Over the next 13 years or so, the changes became more obvious, and although we were pushed down several routes of treatment, the underlying tension was there every time you raised the MMR theory, with people actually frightened to acknowledge publicly, that there could be a link. The professionals denied it, but us, the parents, knew there was a definitive link, and talking to parents in a similar position, only sought to reinforce our theory.

Now, the tide is turning, there is some agreement here that there could be a link, nobody talks publicly about it, but if you engage a professional and talk off the record, they are a little more relaxed. For us though, it's a little late. Toby is now a teenager, and has missed out on years of valuable time, where he could have had some decent help. In the UK, you get no help until you are diagnosed....

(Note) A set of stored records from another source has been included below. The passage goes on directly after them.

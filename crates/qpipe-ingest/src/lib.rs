//! qpipe ingestion pipeline
//!
//! Two loops that only talk through a queue:
//!
//! - the **producer** reads CSV files, turns each row into a JSON message and
//!   publishes it
//! - the **consumer** drains the queue, looks each message's key up against an
//!   HTTP API and stores the response as an artifact
//!
//! # Example
//!
//! ```no_run
//! use std::sync::Arc;
//! use qpipe_ingest::config::PipelineConfig;
//! use qpipe_ingest::enrich::HttpEnricher;
//! use qpipe_ingest::progress::{progress_for, ProgressMode};
//! use qpipe_ingest::{consumer::Consumer, producer::Producer, queue, source::RecordSource, store};
//!
//! #[tokio::main]
//! async fn main() -> anyhow::Result<()> {
//!     let config = PipelineConfig::load()?;
//!     config.validate()?;
//!     let queue = queue::connect(&config.queue).await?;
//!
//!     let records = RecordSource::open(&config.source.data_dir, &config.source.extension)?;
//!     Producer::new(queue.clone(), progress_for(ProgressMode::Auto, "Queued"))
//!         .run(records)
//!         .await?;
//!
//!     let consumer = Consumer::new(
//!         queue,
//!         Arc::new(HttpEnricher::new(&config.enrichment)?),
//!         store::open(&config.store).await?,
//!         progress_for(ProgressMode::Auto, "Processed"),
//!         config.enrichment.key_field.clone(),
//!     );
//!     consumer.run().await?;
//!     Ok(())
//! }
//! ```

#![deny(clippy::unwrap_used, clippy::expect_used)]

pub mod codec;
pub mod config;
pub mod consumer;
pub mod enrich;
pub mod error;
pub mod producer;
pub mod progress;
pub mod queue;
pub mod record;
pub mod source;
pub mod store;

pub use error::{IngestError, Result};
pub use record::Record;
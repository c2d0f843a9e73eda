//! AWS SQS queue

use super::{Queue, QueuedMessage};
use crate::config::QueueConfig;
use crate::error::{IngestError, Result};
use async_trait::async_trait;
use aws_sdk_sqs::config::Region;
use aws_sdk_sqs::error::DisplayErrorContext;
use aws_sdk_sqs::types::QueueAttributeName;
use aws_sdk_sqs::Client;
use tracing::{debug, info, instrument};

#[derive(Clone)]
pub struct SqsQueue {
    client: Client,
    name: String,
    url: String,
    wait_time_secs: i32,
    visibility_timeout_secs: i32,
}

impl SqsQueue {
    /// Connect to the queue named in `config`, creating it if it does not exist.
    ///
    /// Credentials come from the default AWS provider chain.
    pub async fn connect(config: &QueueConfig) -> Result<Self> {
        debug!("Initializing SQS client with config: {:?}", config);

        let mut loader = aws_config::defaults(aws_config::BehaviorVersion::latest())
            .region(Region::new(config.region.clone()));

        if let Some(endpoint) = &config.endpoint {
            loader = loader.endpoint_url(endpoint);
        }

        let client = Client::new(&loader.load().await);
        let url = Self::resolve_queue_url(&client, &config.name).await?;

        info!(queue = %config.name, url = %url, "SQS queue resolved");

        Ok(Self {
            client,
            name: config.name.clone(),
            url,
            wait_time_secs: config.wait_time_secs,
            visibility_timeout_secs: config.visibility_timeout_secs,
        })
    }

    async fn resolve_queue_url(client: &Client, name: &str) -> Result<String> {
        match client.get_queue_url().queue_name(name).send().await {
            Ok(output) => output
                .queue_url()
                .map(str::to_string)
                .ok_or_else(|| IngestError::queue(format!("no URL returned for queue '{}'", name))),
            Err(err) => {
                let missing = err
                    .as_service_error()
                    .is_some_and(|e| e.is_queue_does_not_exist());
                if !missing {
                    return Err(IngestError::queue(DisplayErrorContext(&err)));
                }

                info!(queue = %name, "Queue does not exist, creating it");
                client
                    .create_queue()
                    .queue_name(name)
                    .send()
                    .await
                    .map_err(|e| IngestError::queue(DisplayErrorContext(&e)))?
                    .queue_url()
                    .map(str::to_string)
                    .ok_or_else(|| {
                        IngestError::queue(format!("no URL returned creating queue '{}'", name))
                    })
            },
        }
    }

    pub fn url(&self) -> &str {
        &self.url
    }
}

#[async_trait]
impl Queue for SqsQueue {
    fn name(&self) -> &str {
        &self.name
    }

    #[instrument(skip(self, body), fields(queue = %self.name, bytes = body.len()))]
    async fn publish(&self, body: String) -> Result<()> {
        self.client
            .send_message()
            .queue_url(&self.url)
            .message_body(body)
            .send()
            .await
            .map_err(|e| IngestError::queue(DisplayErrorContext(&e)))?;
        Ok(())
    }

    #[instrument(skip(self), fields(queue = %self.name))]
    async fn poll_next(&self) -> Result<Option<QueuedMessage>> {
        let output = self
            .client
            .receive_message()
            .queue_url(&self.url)
            .max_number_of_messages(1)
            .wait_time_seconds(self.wait_time_secs)
            .visibility_timeout(self.visibility_timeout_secs)
            .send()
            .await
            .map_err(|e| IngestError::queue(DisplayErrorContext(&e)))?;

        let Some(message) = output.messages().first() else {
            return Ok(None);
        };

        let receipt = message
            .receipt_handle()
            .ok_or_else(|| IngestError::queue("received message without a receipt handle"))?;

        Ok(Some(QueuedMessage {
            id: message.message_id().unwrap_or_default().to_string(),
            body: message.body().unwrap_or_default().to_string(),
            receipt: receipt.to_string(),
        }))
    }

    #[instrument(skip(self, message), fields(queue = %self.name, message_id = %message.id))]
    async fn delete(&self, message: &QueuedMessage) -> Result<()> {
        let result = self
            .client
            .delete_message()
            .queue_url(&self.url)
            .receipt_handle(&message.receipt)
            .send()
            .await;

        match result {
            Ok(_) => Ok(()),
            Err(err)
                if err
                    .as_service_error()
                    .is_some_and(|e| e.is_receipt_handle_is_invalid() || e.is_invalid_id_format()) =>
            {
                debug!("Receipt handle no longer valid, nothing to delete");
                Ok(())
            },
            Err(err) => Err(IngestError::queue(DisplayErrorContext(&err))),
        }
    }

    async fn approximate_len(&self) -> Result<Option<u64>> {
        let output = self
            .client
            .get_queue_attributes()
            .queue_url(&self.url)
            .attribute_names(QueueAttributeName::ApproximateNumberOfMessages)
            .send()
            .await
            .map_err(|e| IngestError::queue(DisplayErrorContext(&e)))?;

        Ok(output
            .attributes()
            .and_then(|attrs| attrs.get(&QueueAttributeName::ApproximateNumberOfMessages))
            .and_then(|count| count.parse().ok()))
    }
}
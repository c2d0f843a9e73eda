//! Queue client
//!
//! A thin contract over the external queue service. Implementations never
//! retry; a failed call surfaces as [`QueueUnavailable`](crate::error::IngestError::QueueUnavailable).
//!
//! - [`SqsQueue`]: AWS SQS (or any SQS-compatible endpoint)
//! - [`InMemoryQueue`]: in-process queue with visibility semantics

use crate::config::{QueueBackend, QueueConfig};
use crate::error::Result;
use async_trait::async_trait;
use std::sync::Arc;

pub mod memory;
pub mod sqs;

pub use memory::InMemoryQueue;
pub use sqs::SqsQueue;

/// A message handed out by [`Queue::poll_next`]
#[derive(Debug, Clone, PartialEq, Eq)]
pub struct QueuedMessage {
    /// Queue-assigned message id, stable across redeliveries
    pub id: String,
    pub body: String,
    /// Opaque handle for this particular delivery, used to delete it
    pub receipt: String,
}

#[async_trait]
pub trait Queue: Send + Sync {
    fn name(&self) -> &str;

    /// Admit a new message
    async fn publish(&self, body: String) -> Result<()>;

    /// Receive one visible message, or `None` when the queue has nothing to hand out.
    ///
    /// `None` is the drain's termination signal, not an error.
    async fn poll_next(&self) -> Result<Option<QueuedMessage>>;

    /// Remove a delivered message. An expired or unknown receipt is not an error.
    async fn delete(&self, message: &QueuedMessage) -> Result<()>;

    /// Approximate number of visible messages, if the backend can tell
    async fn approximate_len(&self) -> Result<Option<u64>> {
        Ok(None)
    }
}

/// Build the queue selected by `config`
pub async fn connect(config: &QueueConfig) -> Result<Arc<dyn Queue>> {
    match config.backend {
        QueueBackend::Sqs => Ok(Arc::new(SqsQueue::connect(config).await?)),
        QueueBackend::Memory => Ok(Arc::new(InMemoryQueue::new(&config.name))),
    }
}
//! In-process queue
//!
//! Mirrors the parts of SQS behavior the pipeline relies on: a polled message
//! becomes invisible until it is deleted, and an undeleted message stays
//! invisible for the rest of the run. [`InMemoryQueue::release_in_flight`]
//! plays the role of an expired visibility timeout and makes such messages
//! visible again.

use super::{Queue, QueuedMessage};
use crate::error::{IngestError, Result};
use async_trait::async_trait;
use std::collections::{HashMap, VecDeque};
use std::sync::atomic::{AtomicBool, Ordering};
use std::sync::{Mutex, MutexGuard};
use tracing::debug;
use uuid::Uuid;

#[derive(Debug, Clone)]
struct Stored {
    id: String,
    body: String,
}

#[derive(Default)]
struct State {
    visible: VecDeque<Stored>,
    /// Delivered but not yet deleted, keyed by receipt handle
    in_flight: HashMap<String, Stored>,
    deleted: u64,
}

pub struct InMemoryQueue {
    name: String,
    state: Mutex<State>,
    unavailable: AtomicBool,
}

impl InMemoryQueue {
    pub fn new(name: impl Into<String>) -> Self {
        Self {
            name: name.into(),
            state: Mutex::new(State::default()),
            unavailable: AtomicBool::new(false),
        }
    }

    fn lock(&self) -> Result<MutexGuard<'_, State>> {
        if self.unavailable.load(Ordering::SeqCst) {
            return Err(IngestError::queue(format!("queue '{}' is offline", self.name)));
        }
        self.state
            .lock()
            .map_err(|_| IngestError::queue("queue state lock poisoned"))
    }

    /// Make every call fail with `QueueUnavailable` until switched back
    pub fn set_unavailable(&self, unavailable: bool) {
        self.unavailable.store(unavailable, Ordering::SeqCst);
    }

    /// Visible messages
    pub fn len(&self) -> usize {
        self.state.lock().map(|s| s.visible.len()).unwrap_or(0)
    }

    pub fn is_empty(&self) -> bool {
        self.len() == 0
    }

    /// Messages delivered but never deleted
    pub fn in_flight_len(&self) -> usize {
        self.state.lock().map(|s| s.in_flight.len()).unwrap_or(0)
    }

    pub fn deleted_count(&self) -> u64 {
        self.state.lock().map(|s| s.deleted).unwrap_or(0)
    }

    /// Bodies of all visible messages, front first
    pub fn visible_bodies(&self) -> Vec<String> {
        self.state
            .lock()
            .map(|s| s.visible.iter().map(|m| m.body.clone()).collect())
            .unwrap_or_default()
    }

    /// Bodies of all delivered-but-undeleted messages
    pub fn in_flight_bodies(&self) -> Vec<String> {
        self.state
            .lock()
            .map(|s| s.in_flight.values().map(|m| m.body.clone()).collect())
            .unwrap_or_default()
    }

    /// Return undeleted deliveries to the visible set, as if their
    /// visibility timeout expired. Returns how many were released.
    pub fn release_in_flight(&self) -> usize {
        let Ok(mut state) = self.state.lock() else {
            return 0;
        };
        let released: Vec<Stored> = state.in_flight.drain().map(|(_, m)| m).collect();
        let count = released.len();
        state.visible.extend(released);
        count
    }
}

#[async_trait]
impl Queue for InMemoryQueue {
    fn name(&self) -> &str {
        &self.name
    }

    async fn publish(&self, body: String) -> Result<()> {
        let mut state = self.lock()?;
        state.visible.push_back(Stored {
            id: Uuid::new_v4().to_string(),
            body,
        });
        Ok(())
    }

    async fn poll_next(&self) -> Result<Option<QueuedMessage>> {
        let mut state = self.lock()?;
        let Some(stored) = state.visible.pop_front() else {
            return Ok(None);
        };

        let receipt = Uuid::new_v4().to_string();
        let message = QueuedMessage {
            id: stored.id.clone(),
            body: stored.body.clone(),
            receipt: receipt.clone(),
        };
        state.in_flight.insert(receipt, stored);

        Ok(Some(message))
    }

    async fn delete(&self, message: &QueuedMessage) -> Result<()> {
        let mut state = self.lock()?;
        if state.in_flight.remove(&message.receipt).is_some() {
            state.deleted += 1;
        } else {
            debug!(message_id = %message.id, "Delete with stale receipt ignored");
        }
        Ok(())
    }

    async fn approximate_len(&self) -> Result<Option<u64>> {
        Ok(Some(self.lock()?.visible.len() as u64))
    }
}
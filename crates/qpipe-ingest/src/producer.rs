//! Producer loop
//!
//! Encodes every record from the source and publishes it to the queue, one
//! at a time. The first failure ends the run; messages already published stay
//! in the queue.

use crate::codec;
use crate::error::Result;
use crate::progress::Progress;
use crate::queue::Queue;
use crate::record::Record;
use std::fmt;
use std::path::PathBuf;
use std::sync::Arc;
use std::time::{Duration, Instant};
use tracing::{debug, error, info, instrument};

/// Outcome of a completed producer run
#[derive(Debug, Clone, Default, PartialEq, Eq)]
pub struct ProducerReport {
    pub published: u64,
    /// Files that contributed at least one record
    pub files: usize,
    pub elapsed: Duration,
}

impl fmt::Display for ProducerReport {
    fn fmt(&self, f: &mut fmt::Formatter<'_>) -> fmt::Result {
        write!(
            f,
            "End of data files reached in {:.1}s. {} rows queued from {} files.",
            self.elapsed.as_secs_f64(),
            self.published,
            self.files
        )
    }
}

pub struct Producer {
    queue: Arc<dyn Queue>,
    progress: Arc<dyn Progress>,
}

impl Producer {
    pub fn new(queue: Arc<dyn Queue>, progress: Arc<dyn Progress>) -> Self {
        Self { queue, progress }
    }

    /// Publish every record, in order.
    ///
    /// Source and publish errors abort the run and are returned as-is.
    #[instrument(skip_all, fields(queue = %self.queue.name()))]
    pub async fn run<I>(&self, records: I) -> Result<ProducerReport>
    where
        I: IntoIterator<Item = Result<(PathBuf, Record)>>,
    {
        let start = Instant::now();
        let mut report = ProducerReport::default();
        let mut current_file: Option<PathBuf> = None;

        for item in records {
            let (file, record) = item.inspect_err(|e| error!(error = %e, "Source failed"))?;

            if current_file.as_ref() != Some(&file) {
                debug!(file = %file.display(), "Publishing records from file");
                report.files += 1;
                current_file = Some(file);
            }

            let body = codec::encode(&record)?;
            self.queue
                .publish(body)
                .await
                .inspect_err(|e| error!(error = %e, published = report.published, "Publish failed"))?;

            report.published += 1;
            self.progress.tick();
        }

        report.elapsed = start.elapsed();
        info!(
            published = report.published,
            files = report.files,
            elapsed_ms = report.elapsed.as_millis() as u64,
            "Producer finished"
        );
        self.progress.finish(&report.to_string());

        Ok(report)
    }
}

#[cfg(test)]
#[allow(clippy::unwrap_used, clippy::expect_used)]
mod tests {
    use super::*;
    use crate::error::IngestError;
    use crate::progress::SilentProgress;
    use crate::queue::InMemoryQueue;

    fn row(country: &str) -> Result<(PathBuf, Record)> {
        Ok((
            PathBuf::from("countries.csv"),
            [("country", country)].into_iter().collect(),
        ))
    }

    #[tokio::test]
    async fn test_publishes_each_record() {
        let queue = Arc::new(InMemoryQueue::new("test"));
        let producer = Producer::new(queue.clone(), Arc::new(SilentProgress));

        let report = producer
            .run(vec![row("France"), row("Mali")])
            .await
            .unwrap();

        assert_eq!(report.published, 2);
        assert_eq!(report.files, 1);
        assert_eq!(
            queue.visible_bodies(),
            [r#"{"country":"France"}"#, r#"{"country":"Mali"}"#]
        );
    }

    #[tokio::test]
    async fn test_source_error_aborts_after_partial_publish() {
        let queue = Arc::new(InMemoryQueue::new("test"));
        let producer = Producer::new(queue.clone(), Arc::new(SilentProgress));

        let records = vec![
            row("France"),
            Err(IngestError::source_read("bad.csv", "line 3 has 4 fields")),
            row("Mali"),
        ];
        let err = producer.run(records).await.unwrap_err();

        assert!(matches!(err, IngestError::SourceRead { .. }));
        assert_eq!(queue.len(), 1);
    }

    #[tokio::test]
    async fn test_publish_failure_aborts() {
        let queue = Arc::new(InMemoryQueue::new("test"));
        queue.set_unavailable(true);
        let producer = Producer::new(queue.clone(), Arc::new(SilentProgress));

        let err = producer.run(vec![row("France")]).await.unwrap_err();
        assert!(matches!(err, IngestError::QueueUnavailable(_)));
    }

    #[test]
    fn test_report_display() {
        let report = ProducerReport {
            published: 5,
            files: 2,
            elapsed: Duration::from_millis(1500),
        };
        assert_eq!(
            report.to_string(),
            "End of data files reached in 1.5s. 5 rows queued from 2 files."
        );
    }
}
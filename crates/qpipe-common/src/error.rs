//! Error types shared across qpipe crates

use thiserror::Error;

/// Result type alias for qpipe operations
pub type Result<T> = std::result::Result<T, QpipeError>;

/// Main error type for the shared library
#[derive(Error, Debug)]
pub enum QpipeError {
    #[error("IO error: {0}")]
    Io(#[from] std::io::Error),

    #[error("Serialization error: {0}")]
    Serialization(#[from] serde_json::Error),

    #[error("Configuration error: {0}")]
    Config(String),

    /// The key contains nothing that survives normalization.
    #[error("Key '{0}' does not produce a usable artifact name")]
    UnnameableKey(String),
}

impl QpipeError {
    /// Create a configuration error
    pub fn config(msg: impl Into<String>) -> Self {
        Self::Config(msg.into())
    }
}
//! OAuth application credentials
//!
//! The native flow needs the app's `client_id` and `client_secret`. They come
//! from a [`CredentialSource`]; the file-backed source reads a flat JSON
//! object and writes it atomically (temp file + rename, mode 0600).

use std::future::Future;
use std::path::{Path, PathBuf};
use std::pin::Pin;

use common::Secret;
use serde::{Deserialize, Serialize};
use tracing::debug;

use crate::error::{Error, Result};

/// Client id and secret of the registered application.
#[derive(Debug, Clone)]
pub struct ClientCredentials {
    pub client_id: String,
    pub client_secret: Secret<String>,
}

impl ClientCredentials {
    pub fn new(client_id: impl Into<String>, client_secret: impl Into<Secret<String>>) -> Self {
        Self {
            client_id: client_id.into(),
            client_secret: client_secret.into(),
        }
    }

    fn validate(self) -> Result<Self> {
        if self.client_id.trim().is_empty() || self.client_secret.is_empty() {
            return Err(Error::InvalidCredentials(
                "credentials are missing client_id/client_secret".into(),
            ));
        }
        Ok(self)
    }
}

/// Where the flow gets client credentials from.
///
/// Implementations must return [`Error::CredentialsMissing`] when nothing is
/// configured, and reserve other errors for credentials that exist but are
/// unusable.
pub trait CredentialSource: Send + Sync {
    fn load(&self) -> Pin<Box<dyn Future<Output = Result<ClientCredentials>> + Send + '_>>;
}

#[derive(Serialize, Deserialize)]
struct CredentialsFile {
    #[serde(default)]
    client_id: String,
    #[serde(default)]
    client_secret: String,
}

/// Credentials stored as `{"client_id": "...", "client_secret": "..."}`.
#[derive(Debug, Clone)]
pub struct FileCredentialSource {
    path: PathBuf,
}

impl FileCredentialSource {
    pub fn new(path: impl Into<PathBuf>) -> Self {
        Self { path: path.into() }
    }

    pub fn path(&self) -> &Path {
        &self.path
    }

    async fn read(&self) -> Result<ClientCredentials> {
        let contents = match tokio::fs::read(&self.path).await {
            Ok(contents) => contents,
            Err(e) if e.kind() == std::io::ErrorKind::NotFound => {
                return Err(Error::CredentialsMissing(format!(
                    "no credentials file at {}",
                    self.path.display()
                )));
            }
            Err(e) => {
                return Err(Error::Io(format!(
                    "reading {}: {e}",
                    self.path.display()
                )));
            }
        };

        let file: CredentialsFile = serde_json::from_slice(&contents).map_err(|e| {
            Error::CredentialParse(format!("{}: {e}", self.path.display()))
        })?;

        ClientCredentials::new(file.client_id, file.client_secret).validate()
    }

    /// Validate and persist `credentials`, replacing any existing file.
    pub async fn save(&self, credentials: &ClientCredentials) -> Result<()> {
        let credentials = credentials.clone().validate()?;
        let file = CredentialsFile {
            client_id: credentials.client_id.clone(),
            client_secret: credentials.client_secret.expose().clone(),
        };
        let mut json = serde_json::to_string_pretty(&file)
            .map_err(|e| Error::CredentialParse(format!("serializing credentials: {e}")))?;
        json.push('\n');

        write_atomic(&self.path, json.as_bytes()).await
    }
}

impl CredentialSource for FileCredentialSource {
    fn load(&self) -> Pin<Box<dyn Future<Output = Result<ClientCredentials>> + Send + '_>> {
        Box::pin(self.read())
    }
}

/// Write `data` to a sibling temp file, restrict it to 0600, then rename it
/// over `path`.
async fn write_atomic(path: &Path, data: &[u8]) -> Result<()> {
    let dir = match path.parent() {
        Some(dir) if !dir.as_os_str().is_empty() => dir.to_path_buf(),
        _ => PathBuf::from("."),
    };
    tokio::fs::create_dir_all(&dir)
        .await
        .map_err(|e| Error::Io(format!("creating {}: {e}", dir.display())))?;

    let tmp_path = dir.join(format!(".credentials.tmp.{}", std::process::id()));

    tokio::fs::write(&tmp_path, data)
        .await
        .map_err(|e| Error::Io(format!("writing temp credential file: {e}")))?;

    #[cfg(unix)]
    {
        use std::os::unix::fs::PermissionsExt;
        let perms = std::fs::Permissions::from_mode(0o600);
        tokio::fs::set_permissions(&tmp_path, perms)
            .await
            .map_err(|e| Error::Io(format!("setting credential file permissions: {e}")))?;
    }

    tokio::fs::rename(&tmp_path, path)
        .await
        .map_err(|e| Error::Io(format!("renaming temp credential file: {e}")))?;

    debug!(path = %path.display(), "persisted client credentials");
    Ok(())
}

#[cfg(test)]
mod tests {
    use super::*;

    #[tokio::test]
    async fn save_then_load() {
        let dir = tempfile::tempdir().unwrap();
        let source = FileCredentialSource::new(dir.path().join("credentials.json"));

        source
            .save(&ClientCredentials::new("1234", "s3cret"))
            .await
            .unwrap();

        let loaded = source.load().await.unwrap();
        assert_eq!(loaded.client_id, "1234");
        assert_eq!(loaded.client_secret.expose(), "s3cret");
    }

    #[tokio::test]
    async fn missing_file_is_distinguishable() {
        let dir = tempfile::tempdir().unwrap();
        let source = FileCredentialSource::new(dir.path().join("nope.json"));

        let err = source.load().await.unwrap_err();
        assert!(matches!(err, Error::CredentialsMissing(_)), "got {err:?}");
    }

    #[tokio::test]
    async fn malformed_file_is_a_parse_error() {
        let dir = tempfile::tempdir().unwrap();
        let path = dir.path().join("credentials.json");
        tokio::fs::write(&path, "{not json").await.unwrap();

        let err = FileCredentialSource::new(path).load().await.unwrap_err();
        assert!(matches!(err, Error::CredentialParse(_)), "got {err:?}");
    }

    #[tokio::test]
    async fn empty_fields_are_invalid() {
        let dir = tempfile::tempdir().unwrap();
        let path = dir.path().join("credentials.json");
        tokio::fs::write(&path, r#"{"client_id":"1234"}"#).await.unwrap();

        let err = FileCredentialSource::new(path).load().await.unwrap_err();
        assert!(matches!(err, Error::InvalidCredentials(_)), "got {err:?}");
    }

    #[tokio::test]
    async fn save_rejects_empty_secret() {
        let dir = tempfile::tempdir().unwrap();
        let path = dir.path().join("credentials.json");

        let err = FileCredentialSource::new(path.clone())
            .save(&ClientCredentials::new("1234", ""))
            .await
            .unwrap_err();
        assert!(matches!(err, Error::InvalidCredentials(_)));
        assert!(!path.exists());
    }

    #[cfg(unix)]
    #[tokio::test]
    async fn file_permissions_are_0600() {
        use std::os::unix::fs::PermissionsExt;

        let dir = tempfile::tempdir().unwrap();
        let path = dir.path().join("credentials.json");
        FileCredentialSource::new(path.clone())
            .save(&ClientCredentials::new("1234", "s3cret"))
            .await
            .unwrap();

        let mode = tokio::fs::metadata(&path).await.unwrap().permissions().mode() & 0o777;
        assert_eq!(mode, 0o600, "credential file must be 0600, got {mode:o}");
    }

    #[tokio::test]
    async fn save_creates_parent_directories() {
        let dir = tempfile::tempdir().unwrap();
        let path = dir.path().join("nested/storefront/credentials.json");
        let source = FileCredentialSource::new(path.clone());

        source
            .save(&ClientCredentials::new("1234", "s3cret"))
            .await
            .unwrap();
        assert!(path.exists());
    }

    #[test]
    fn debug_redacts_secret() {
        let creds = ClientCredentials::new("1234", "s3cret");
        assert!(!format!("{creds:?}").contains("s3cret"));
    }
}
//! Platform OAuth endpoints and flow defaults
//!
//! The authorize page is per-application: `{AUTHORIZE_BASE_URL}/{client_id}/authorize`.
//! None of these values are secrets.

use std::time::Duration;

pub const AUTHORIZE_BASE_URL: &str = "https://www.tiendanube.com/apps";

/// Token endpoint for the authorization-code exchange.
pub const TOKEN_ENDPOINT: &str = "https://www.tiendanube.com/apps/authorize/token";

/// Loopback port the callback listener binds. Registered with the app and
/// the broker, so it cannot be ephemeral.
pub const CALLBACK_PORT: u16 = 8484;

pub const CALLBACK_PATH: &str = "/callback";

/// Overall budget for one authorization attempt, callback and exchange included.
pub const DEFAULT_TIMEOUT: Duration = Duration::from_secs(120);

/// How long the listener may drain connections before it is aborted.
pub const SHUTDOWN_GRACE: Duration = Duration::from_secs(2);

We love him dearly, he is a great boy, funny, articulate, focused and good company. He is a little bit reclusive, he's been out of the house less than a dozen times this year, preferring to interact online, but hopefully we can now move forward, and he can start to fulfill his fantastic potential.....

Anonymous
BOURNEMOUTH, United Kingdom

Different.......Never Less

Different.......Never Less

My son's name is Anthony and after 6 long years of fighting for a diagnose and tantrum after tantrum, confusion and frustration I finally got an answer, Autism Disorder with ADHD. Didn't surprise me but did hurt to hear. I knew all along. He is the best child a mother could have. He is enrolled in an IB league school for gifted and talented children, plays sports, currently in American Football. But things aren't always as nice as they seem. At the age of 3 I was terrified of my son. He was nonverbal up until 4 and would take out all that frustration on me. When he was 5 I met my husband and his son who have helped me so much with my son I could never repay them for it. I know thanks to their help my son now is more verbal and his tantrums have reduced to 1 a month or so. He is very sensitive to the light, going out in the sun is such a nightmare, loud sounds horrible. But all these are just things we as a family had to learn to adapt to. Everyday is definitely a new challenge although we try hard to maintain everyday with the same routine or he will flip and as he gets older he gets stronger and tantrums are no longer rolling on the floor tantrums. I'm just learning how to work with him so I can understand him better. I always knew my baby was different, but never less.With the love and support from my husband and my stepson who have been a great help in my son's journey I know we will be fine. Couldn't do it with out my husband and stepson they are a true blessing through out this journey. I can't wait to see my son become a the great and successful man I know he will become one day!

Alejandra Rugg
Sturtevant, WI

The unexpected gift.

The unexpected gift.

I had a vague idea of what autism was from the movie Mercury Rising. I was a teenager when it came out, and loved the boy in the story so much, that I wanted to name my own future son Simon.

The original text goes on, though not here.